Assigned task — Once you find the line in the listing below that contains "its result can", copy it and every following line exactly, stopping at the end.

= Beginning of Section =

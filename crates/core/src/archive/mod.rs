//! Archive restore orchestration
//!
//! Resolves logical paths against a device archive, optionally computes
//! their sizes, then submits and follows a restore job until its result can
//! be streamed (or pushed to another device).

pub mod accessor;
pub mod path_resolver;
pub mod ports;
pub mod restore_job;
pub mod selection;
pub mod size_poller;

pub use accessor::{ArchiveAccessor, ArchiveAccessorFactory};
pub use path_resolver::PathResolver;
pub use ports::{ByteStream, DeviceConnectivity, RemoteTreeClient, RestoreSessionProvider};
pub use restore_job::RestoreJobManager;
pub use selection::build_file_selections;
pub use size_poller::FileSizePoller;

= End of Section =

Response —
//! their sizes, then submits and follows a restore job until its result can
//! be streamed (or pushed to another device).

pub mod accessor;
pub mod path_resolver;
pub mod ports;
pub mod restore_job;
pub mod selection;
pub mod size_poller;

pub use accessor::{ArchiveAccessor, ArchiveAccessorFactory};
pub use path_resolver::PathResolver;
pub use ports::{ByteStream, DeviceConnectivity, RemoteTreeClient, RestoreSessionProvider};
pub use restore_job::RestoreJobManager;
pub use selection::build_file_selections;
pub use size_poller::FileSizePoller;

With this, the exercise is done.